* [TASK REQUIREMENTS] Among the lines below, a stretch begins at the one with "an approximate PPM." and ends at the one with "Upper bound on the number of baseline samples.". Repeat that stretch exactly, ends included.

* [RECORDS SHOWN]
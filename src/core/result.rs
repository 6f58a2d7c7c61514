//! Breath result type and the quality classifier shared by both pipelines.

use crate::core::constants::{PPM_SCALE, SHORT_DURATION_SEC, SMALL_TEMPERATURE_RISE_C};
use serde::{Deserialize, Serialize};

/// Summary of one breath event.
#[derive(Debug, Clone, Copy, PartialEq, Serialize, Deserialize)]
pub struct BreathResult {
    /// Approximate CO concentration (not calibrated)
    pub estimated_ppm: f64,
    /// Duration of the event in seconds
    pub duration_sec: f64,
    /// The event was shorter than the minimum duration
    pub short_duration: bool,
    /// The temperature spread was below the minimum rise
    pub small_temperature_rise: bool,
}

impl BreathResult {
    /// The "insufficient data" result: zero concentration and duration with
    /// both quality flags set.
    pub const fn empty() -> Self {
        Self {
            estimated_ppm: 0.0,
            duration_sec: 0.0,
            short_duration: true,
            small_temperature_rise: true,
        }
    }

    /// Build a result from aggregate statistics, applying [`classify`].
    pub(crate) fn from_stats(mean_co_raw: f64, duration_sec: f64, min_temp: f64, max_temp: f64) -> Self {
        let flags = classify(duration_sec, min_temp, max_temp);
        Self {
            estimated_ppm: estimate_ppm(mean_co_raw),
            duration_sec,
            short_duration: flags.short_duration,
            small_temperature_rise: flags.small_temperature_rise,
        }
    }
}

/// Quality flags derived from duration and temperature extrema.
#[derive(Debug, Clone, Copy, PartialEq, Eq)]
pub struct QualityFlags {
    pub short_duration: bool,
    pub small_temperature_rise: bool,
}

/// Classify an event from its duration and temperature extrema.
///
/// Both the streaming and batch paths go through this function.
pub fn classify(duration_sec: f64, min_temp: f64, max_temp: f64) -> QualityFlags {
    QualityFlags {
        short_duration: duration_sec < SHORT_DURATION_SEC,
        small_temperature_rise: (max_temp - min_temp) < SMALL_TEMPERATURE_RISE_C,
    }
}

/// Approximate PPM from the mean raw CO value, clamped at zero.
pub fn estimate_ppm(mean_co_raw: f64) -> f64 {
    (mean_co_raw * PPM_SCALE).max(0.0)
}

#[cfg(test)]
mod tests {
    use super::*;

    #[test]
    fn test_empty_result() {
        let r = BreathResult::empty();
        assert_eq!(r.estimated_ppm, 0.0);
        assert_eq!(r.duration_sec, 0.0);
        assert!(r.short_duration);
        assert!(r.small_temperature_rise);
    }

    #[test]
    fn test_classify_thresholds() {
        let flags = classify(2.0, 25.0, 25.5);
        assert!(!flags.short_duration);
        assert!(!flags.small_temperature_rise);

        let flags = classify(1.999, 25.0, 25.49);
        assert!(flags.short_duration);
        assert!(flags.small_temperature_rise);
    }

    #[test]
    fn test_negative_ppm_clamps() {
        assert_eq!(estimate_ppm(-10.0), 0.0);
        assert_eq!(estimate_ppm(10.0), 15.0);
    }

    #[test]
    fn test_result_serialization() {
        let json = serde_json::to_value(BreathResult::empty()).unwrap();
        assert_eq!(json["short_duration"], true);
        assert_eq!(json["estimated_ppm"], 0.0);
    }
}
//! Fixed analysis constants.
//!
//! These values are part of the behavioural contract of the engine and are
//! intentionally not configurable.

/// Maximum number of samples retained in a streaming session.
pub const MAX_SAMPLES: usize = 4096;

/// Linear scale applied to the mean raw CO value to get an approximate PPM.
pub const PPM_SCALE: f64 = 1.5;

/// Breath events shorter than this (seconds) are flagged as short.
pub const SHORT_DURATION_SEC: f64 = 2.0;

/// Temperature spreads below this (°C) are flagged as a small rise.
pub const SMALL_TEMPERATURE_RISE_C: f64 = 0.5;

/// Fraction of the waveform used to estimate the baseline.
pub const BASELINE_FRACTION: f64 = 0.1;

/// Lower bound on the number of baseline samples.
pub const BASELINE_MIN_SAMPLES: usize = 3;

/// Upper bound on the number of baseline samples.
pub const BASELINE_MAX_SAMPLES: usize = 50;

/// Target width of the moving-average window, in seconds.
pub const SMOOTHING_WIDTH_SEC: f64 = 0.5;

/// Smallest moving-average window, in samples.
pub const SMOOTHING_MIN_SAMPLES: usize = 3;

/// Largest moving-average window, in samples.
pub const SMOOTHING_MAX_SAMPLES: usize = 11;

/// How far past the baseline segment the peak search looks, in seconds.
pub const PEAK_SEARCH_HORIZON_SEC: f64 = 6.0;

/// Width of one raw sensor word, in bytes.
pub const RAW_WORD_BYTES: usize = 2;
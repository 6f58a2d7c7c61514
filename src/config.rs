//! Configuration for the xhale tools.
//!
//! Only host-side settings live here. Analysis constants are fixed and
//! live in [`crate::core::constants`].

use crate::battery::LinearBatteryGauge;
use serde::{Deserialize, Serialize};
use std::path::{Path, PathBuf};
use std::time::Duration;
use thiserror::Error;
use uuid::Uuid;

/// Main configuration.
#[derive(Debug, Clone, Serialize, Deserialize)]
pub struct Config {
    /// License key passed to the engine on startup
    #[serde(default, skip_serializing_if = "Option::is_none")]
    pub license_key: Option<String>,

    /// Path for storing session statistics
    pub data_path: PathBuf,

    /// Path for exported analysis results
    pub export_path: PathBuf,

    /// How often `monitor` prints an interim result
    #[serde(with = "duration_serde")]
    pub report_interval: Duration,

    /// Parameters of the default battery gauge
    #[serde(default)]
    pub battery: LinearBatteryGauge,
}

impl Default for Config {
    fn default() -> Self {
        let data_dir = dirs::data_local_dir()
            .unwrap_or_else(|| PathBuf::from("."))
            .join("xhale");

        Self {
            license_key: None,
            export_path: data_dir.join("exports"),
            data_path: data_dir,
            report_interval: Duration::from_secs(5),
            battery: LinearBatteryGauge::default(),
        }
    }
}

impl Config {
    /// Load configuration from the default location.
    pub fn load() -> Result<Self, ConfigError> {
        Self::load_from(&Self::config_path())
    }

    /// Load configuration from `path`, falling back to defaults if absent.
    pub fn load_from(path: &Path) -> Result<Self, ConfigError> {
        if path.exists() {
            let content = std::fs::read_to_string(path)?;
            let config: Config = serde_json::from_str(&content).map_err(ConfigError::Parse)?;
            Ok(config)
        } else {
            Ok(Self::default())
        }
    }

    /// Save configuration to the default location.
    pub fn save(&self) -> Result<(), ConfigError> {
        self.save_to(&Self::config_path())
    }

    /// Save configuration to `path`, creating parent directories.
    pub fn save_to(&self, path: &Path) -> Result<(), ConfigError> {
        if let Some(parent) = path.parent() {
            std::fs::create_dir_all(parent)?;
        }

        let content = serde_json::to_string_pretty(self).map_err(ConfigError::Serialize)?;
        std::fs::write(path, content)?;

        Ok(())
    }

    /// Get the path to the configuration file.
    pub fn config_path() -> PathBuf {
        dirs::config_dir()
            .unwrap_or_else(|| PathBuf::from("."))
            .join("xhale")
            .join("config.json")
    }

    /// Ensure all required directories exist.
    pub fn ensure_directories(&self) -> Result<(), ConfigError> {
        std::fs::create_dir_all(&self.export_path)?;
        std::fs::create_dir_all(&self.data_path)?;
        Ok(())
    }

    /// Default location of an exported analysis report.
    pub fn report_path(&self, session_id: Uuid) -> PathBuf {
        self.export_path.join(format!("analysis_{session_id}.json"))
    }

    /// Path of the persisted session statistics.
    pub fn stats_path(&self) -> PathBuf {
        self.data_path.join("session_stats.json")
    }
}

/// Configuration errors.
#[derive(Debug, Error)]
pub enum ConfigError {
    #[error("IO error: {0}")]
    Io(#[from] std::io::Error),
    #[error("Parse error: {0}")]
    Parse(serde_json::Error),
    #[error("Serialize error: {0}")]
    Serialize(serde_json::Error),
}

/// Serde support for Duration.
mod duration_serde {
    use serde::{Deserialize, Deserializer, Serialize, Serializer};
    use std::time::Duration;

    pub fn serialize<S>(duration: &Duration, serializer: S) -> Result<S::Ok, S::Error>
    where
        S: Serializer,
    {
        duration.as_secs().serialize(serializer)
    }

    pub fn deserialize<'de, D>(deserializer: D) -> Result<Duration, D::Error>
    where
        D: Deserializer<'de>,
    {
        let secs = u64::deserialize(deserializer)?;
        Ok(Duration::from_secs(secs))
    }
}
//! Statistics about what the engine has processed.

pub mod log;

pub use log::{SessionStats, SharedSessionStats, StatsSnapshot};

* [ANSWER AREA]
/// Linear scale applied to the mean raw CO value to get an approximate PPM.
pub const PPM_SCALE: f64 = 1.5;

/// Breath events shorter than this (seconds) are flagged as short.
pub const SHORT_DURATION_SEC: f64 = 2.0;

/// Temperature spreads below this (°C) are flagged as a small rise.
pub const SMALL_TEMPERATURE_RISE_C: f64 = 0.5;

/// Fraction of the waveform used to estimate the baseline.
pub const BASELINE_FRACTION: f64 = 0.1;

/// Lower bound on the number of baseline samples.
pub const BASELINE_MIN_SAMPLES: usize = 3;

/// Upper bound on the number of baseline samples.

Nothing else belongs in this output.